> _Your assignment_
There is one span to output from the data below: the lines starting at the line with "for structured logging" and ending at the line with "pub const FIELD_OP: &str". Output it exactly, ends included, nothing more.

[Input for this task]

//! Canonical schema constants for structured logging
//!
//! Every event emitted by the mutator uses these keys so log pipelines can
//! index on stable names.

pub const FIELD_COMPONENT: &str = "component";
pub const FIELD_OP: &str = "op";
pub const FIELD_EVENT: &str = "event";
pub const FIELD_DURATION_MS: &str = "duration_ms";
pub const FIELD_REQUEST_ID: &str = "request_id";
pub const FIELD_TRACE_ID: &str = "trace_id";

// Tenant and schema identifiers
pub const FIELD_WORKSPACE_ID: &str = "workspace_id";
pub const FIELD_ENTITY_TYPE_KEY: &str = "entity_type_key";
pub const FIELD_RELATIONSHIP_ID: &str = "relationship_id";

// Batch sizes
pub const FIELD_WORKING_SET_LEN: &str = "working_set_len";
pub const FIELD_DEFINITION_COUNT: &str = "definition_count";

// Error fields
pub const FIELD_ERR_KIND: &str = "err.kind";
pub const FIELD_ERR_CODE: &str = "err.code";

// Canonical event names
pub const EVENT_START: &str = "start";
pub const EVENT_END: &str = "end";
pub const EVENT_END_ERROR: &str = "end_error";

[/Input for this task]
[Input for this task]

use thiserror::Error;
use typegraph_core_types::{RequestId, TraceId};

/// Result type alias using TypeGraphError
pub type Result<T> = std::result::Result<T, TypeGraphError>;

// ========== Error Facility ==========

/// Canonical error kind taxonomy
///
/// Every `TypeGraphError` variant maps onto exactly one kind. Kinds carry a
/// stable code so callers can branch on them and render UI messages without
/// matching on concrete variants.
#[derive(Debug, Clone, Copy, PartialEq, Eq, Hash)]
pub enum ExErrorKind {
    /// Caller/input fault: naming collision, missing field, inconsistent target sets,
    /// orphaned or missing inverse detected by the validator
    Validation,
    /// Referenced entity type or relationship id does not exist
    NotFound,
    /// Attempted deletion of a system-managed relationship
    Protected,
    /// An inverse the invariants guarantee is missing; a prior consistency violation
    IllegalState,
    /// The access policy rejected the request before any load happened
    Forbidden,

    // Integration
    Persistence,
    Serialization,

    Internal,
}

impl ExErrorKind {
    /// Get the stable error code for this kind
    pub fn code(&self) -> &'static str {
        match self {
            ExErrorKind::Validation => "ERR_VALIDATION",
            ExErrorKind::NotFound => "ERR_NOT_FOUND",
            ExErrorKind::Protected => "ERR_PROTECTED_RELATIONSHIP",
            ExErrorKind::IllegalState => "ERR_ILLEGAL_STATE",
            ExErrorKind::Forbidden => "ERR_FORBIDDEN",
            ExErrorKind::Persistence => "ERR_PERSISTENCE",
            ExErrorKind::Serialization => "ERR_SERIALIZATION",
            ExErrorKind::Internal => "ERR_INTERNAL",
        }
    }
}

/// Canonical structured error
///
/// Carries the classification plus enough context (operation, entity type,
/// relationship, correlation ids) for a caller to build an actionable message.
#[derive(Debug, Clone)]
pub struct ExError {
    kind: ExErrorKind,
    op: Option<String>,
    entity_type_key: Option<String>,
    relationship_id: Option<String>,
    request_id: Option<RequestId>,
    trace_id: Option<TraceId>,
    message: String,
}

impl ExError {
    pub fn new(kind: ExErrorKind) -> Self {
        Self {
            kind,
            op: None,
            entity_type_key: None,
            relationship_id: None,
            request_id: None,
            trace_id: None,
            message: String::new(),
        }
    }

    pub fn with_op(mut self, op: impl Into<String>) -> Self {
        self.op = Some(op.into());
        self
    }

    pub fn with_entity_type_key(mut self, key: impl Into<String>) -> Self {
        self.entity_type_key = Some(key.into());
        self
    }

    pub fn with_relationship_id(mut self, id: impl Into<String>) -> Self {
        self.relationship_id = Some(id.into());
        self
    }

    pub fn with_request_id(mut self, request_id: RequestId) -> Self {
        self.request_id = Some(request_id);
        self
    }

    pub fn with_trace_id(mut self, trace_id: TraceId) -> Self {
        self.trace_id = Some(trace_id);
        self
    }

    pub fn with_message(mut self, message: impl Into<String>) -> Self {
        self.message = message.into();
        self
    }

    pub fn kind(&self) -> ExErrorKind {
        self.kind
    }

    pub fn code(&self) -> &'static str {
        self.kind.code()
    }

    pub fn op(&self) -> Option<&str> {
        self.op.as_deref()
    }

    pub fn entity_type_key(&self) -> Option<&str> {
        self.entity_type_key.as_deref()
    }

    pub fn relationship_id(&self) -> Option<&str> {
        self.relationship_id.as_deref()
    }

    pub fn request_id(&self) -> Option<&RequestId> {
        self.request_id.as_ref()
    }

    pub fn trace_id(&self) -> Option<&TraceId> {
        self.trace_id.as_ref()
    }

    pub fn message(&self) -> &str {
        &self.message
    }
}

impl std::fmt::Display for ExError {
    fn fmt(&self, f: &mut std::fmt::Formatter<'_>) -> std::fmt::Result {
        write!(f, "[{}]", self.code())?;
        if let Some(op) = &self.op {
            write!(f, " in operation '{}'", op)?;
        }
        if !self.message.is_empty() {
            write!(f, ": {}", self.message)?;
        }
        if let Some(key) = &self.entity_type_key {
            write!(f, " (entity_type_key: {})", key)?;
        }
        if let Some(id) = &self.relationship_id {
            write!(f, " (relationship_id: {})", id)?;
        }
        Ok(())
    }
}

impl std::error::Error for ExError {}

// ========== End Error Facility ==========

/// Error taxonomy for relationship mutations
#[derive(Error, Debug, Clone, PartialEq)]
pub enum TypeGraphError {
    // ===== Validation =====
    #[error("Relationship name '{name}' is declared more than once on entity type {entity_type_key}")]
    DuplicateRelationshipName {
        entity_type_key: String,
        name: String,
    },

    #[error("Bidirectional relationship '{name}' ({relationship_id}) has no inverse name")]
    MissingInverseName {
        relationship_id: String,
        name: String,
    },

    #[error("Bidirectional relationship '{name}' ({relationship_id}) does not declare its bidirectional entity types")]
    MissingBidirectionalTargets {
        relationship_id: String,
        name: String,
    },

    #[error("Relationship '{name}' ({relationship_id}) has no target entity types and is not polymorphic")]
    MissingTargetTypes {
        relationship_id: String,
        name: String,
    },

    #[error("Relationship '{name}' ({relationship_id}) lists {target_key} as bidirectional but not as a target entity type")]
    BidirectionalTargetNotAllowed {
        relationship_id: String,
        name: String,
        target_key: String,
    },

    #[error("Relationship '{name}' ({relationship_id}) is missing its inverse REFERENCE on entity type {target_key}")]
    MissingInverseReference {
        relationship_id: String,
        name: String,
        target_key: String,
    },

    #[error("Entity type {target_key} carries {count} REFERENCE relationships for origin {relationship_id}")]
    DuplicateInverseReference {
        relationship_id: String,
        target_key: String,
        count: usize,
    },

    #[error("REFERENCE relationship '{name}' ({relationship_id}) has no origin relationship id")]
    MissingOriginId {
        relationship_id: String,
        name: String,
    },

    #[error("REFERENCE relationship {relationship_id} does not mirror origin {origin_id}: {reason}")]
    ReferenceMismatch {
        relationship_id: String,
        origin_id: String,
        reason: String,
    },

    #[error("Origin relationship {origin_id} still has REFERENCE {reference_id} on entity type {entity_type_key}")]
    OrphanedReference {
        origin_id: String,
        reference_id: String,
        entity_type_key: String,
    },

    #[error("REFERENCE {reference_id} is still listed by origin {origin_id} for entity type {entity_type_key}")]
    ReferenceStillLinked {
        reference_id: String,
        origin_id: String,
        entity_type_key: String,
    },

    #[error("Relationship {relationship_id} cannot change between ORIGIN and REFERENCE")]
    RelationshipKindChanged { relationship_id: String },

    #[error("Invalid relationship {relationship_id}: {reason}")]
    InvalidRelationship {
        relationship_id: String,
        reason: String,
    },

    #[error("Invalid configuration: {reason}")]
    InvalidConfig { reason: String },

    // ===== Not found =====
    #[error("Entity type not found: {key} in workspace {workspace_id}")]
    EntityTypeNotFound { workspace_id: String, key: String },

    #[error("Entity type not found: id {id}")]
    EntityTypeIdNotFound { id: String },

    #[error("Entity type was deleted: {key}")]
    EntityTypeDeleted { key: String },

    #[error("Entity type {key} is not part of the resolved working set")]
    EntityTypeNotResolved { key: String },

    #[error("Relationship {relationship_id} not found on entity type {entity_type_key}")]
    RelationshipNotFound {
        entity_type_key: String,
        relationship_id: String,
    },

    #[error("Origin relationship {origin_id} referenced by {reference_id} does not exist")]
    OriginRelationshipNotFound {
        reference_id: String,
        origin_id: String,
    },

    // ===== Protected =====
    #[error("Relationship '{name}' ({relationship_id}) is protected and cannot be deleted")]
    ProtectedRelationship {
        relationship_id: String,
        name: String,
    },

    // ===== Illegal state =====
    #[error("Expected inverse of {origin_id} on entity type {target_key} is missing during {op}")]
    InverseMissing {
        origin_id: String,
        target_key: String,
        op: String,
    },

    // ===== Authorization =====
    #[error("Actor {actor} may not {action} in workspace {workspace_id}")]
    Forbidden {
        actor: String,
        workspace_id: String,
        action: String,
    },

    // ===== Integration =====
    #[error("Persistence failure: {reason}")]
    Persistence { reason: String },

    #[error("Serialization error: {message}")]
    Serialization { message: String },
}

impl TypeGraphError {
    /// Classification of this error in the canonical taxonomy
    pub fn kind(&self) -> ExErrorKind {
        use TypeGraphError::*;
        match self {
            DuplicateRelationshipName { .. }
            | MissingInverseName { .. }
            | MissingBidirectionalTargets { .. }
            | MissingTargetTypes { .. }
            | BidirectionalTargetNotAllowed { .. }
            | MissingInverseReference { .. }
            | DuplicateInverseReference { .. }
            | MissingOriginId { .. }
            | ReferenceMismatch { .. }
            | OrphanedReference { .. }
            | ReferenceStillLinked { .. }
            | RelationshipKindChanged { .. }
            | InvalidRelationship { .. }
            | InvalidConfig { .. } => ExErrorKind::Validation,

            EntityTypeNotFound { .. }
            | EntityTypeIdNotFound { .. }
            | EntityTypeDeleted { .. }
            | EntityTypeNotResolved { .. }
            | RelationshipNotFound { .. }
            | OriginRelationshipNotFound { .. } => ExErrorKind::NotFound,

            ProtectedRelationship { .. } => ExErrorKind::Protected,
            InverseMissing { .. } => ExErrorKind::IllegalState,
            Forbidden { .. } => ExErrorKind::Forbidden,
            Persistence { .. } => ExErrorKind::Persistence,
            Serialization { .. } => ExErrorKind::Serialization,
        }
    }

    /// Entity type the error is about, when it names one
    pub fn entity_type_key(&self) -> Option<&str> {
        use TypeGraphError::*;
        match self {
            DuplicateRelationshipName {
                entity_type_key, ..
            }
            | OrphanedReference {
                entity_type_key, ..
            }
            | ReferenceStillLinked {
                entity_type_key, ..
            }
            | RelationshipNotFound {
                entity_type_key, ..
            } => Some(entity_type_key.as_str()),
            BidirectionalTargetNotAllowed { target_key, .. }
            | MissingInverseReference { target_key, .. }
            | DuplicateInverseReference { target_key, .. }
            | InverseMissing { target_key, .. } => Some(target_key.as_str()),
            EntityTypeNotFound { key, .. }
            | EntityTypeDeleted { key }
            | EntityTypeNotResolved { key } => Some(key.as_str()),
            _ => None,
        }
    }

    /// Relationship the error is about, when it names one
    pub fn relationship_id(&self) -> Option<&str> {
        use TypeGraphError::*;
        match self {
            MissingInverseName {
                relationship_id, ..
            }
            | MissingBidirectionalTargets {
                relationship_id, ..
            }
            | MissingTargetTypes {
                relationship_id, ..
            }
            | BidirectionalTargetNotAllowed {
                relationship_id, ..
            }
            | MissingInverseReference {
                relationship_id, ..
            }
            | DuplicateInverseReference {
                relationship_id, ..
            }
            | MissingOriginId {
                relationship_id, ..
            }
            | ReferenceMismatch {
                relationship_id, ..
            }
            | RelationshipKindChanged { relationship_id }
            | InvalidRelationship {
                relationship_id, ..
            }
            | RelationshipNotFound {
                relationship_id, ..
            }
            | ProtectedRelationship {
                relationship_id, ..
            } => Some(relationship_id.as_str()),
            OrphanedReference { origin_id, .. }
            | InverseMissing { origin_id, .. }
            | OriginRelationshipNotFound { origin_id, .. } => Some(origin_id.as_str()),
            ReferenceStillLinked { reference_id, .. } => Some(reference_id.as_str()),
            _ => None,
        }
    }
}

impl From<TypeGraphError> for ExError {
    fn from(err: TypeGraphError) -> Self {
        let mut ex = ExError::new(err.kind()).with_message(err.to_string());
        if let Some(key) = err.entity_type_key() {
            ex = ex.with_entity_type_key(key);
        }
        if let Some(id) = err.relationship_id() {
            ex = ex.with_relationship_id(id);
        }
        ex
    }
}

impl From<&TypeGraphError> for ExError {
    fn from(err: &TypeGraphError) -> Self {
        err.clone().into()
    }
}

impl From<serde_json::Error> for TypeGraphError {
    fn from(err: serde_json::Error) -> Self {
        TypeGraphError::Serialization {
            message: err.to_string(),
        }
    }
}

[/Input for this task]

> _Output of the exercise_
//! Canonical schema constants for structured logging
//!
//! Every event emitted by the mutator uses these keys so log pipelines can
//! index on stable names.

pub const FIELD_COMPONENT: &str = "component";
pub const FIELD_OP: &str = "op";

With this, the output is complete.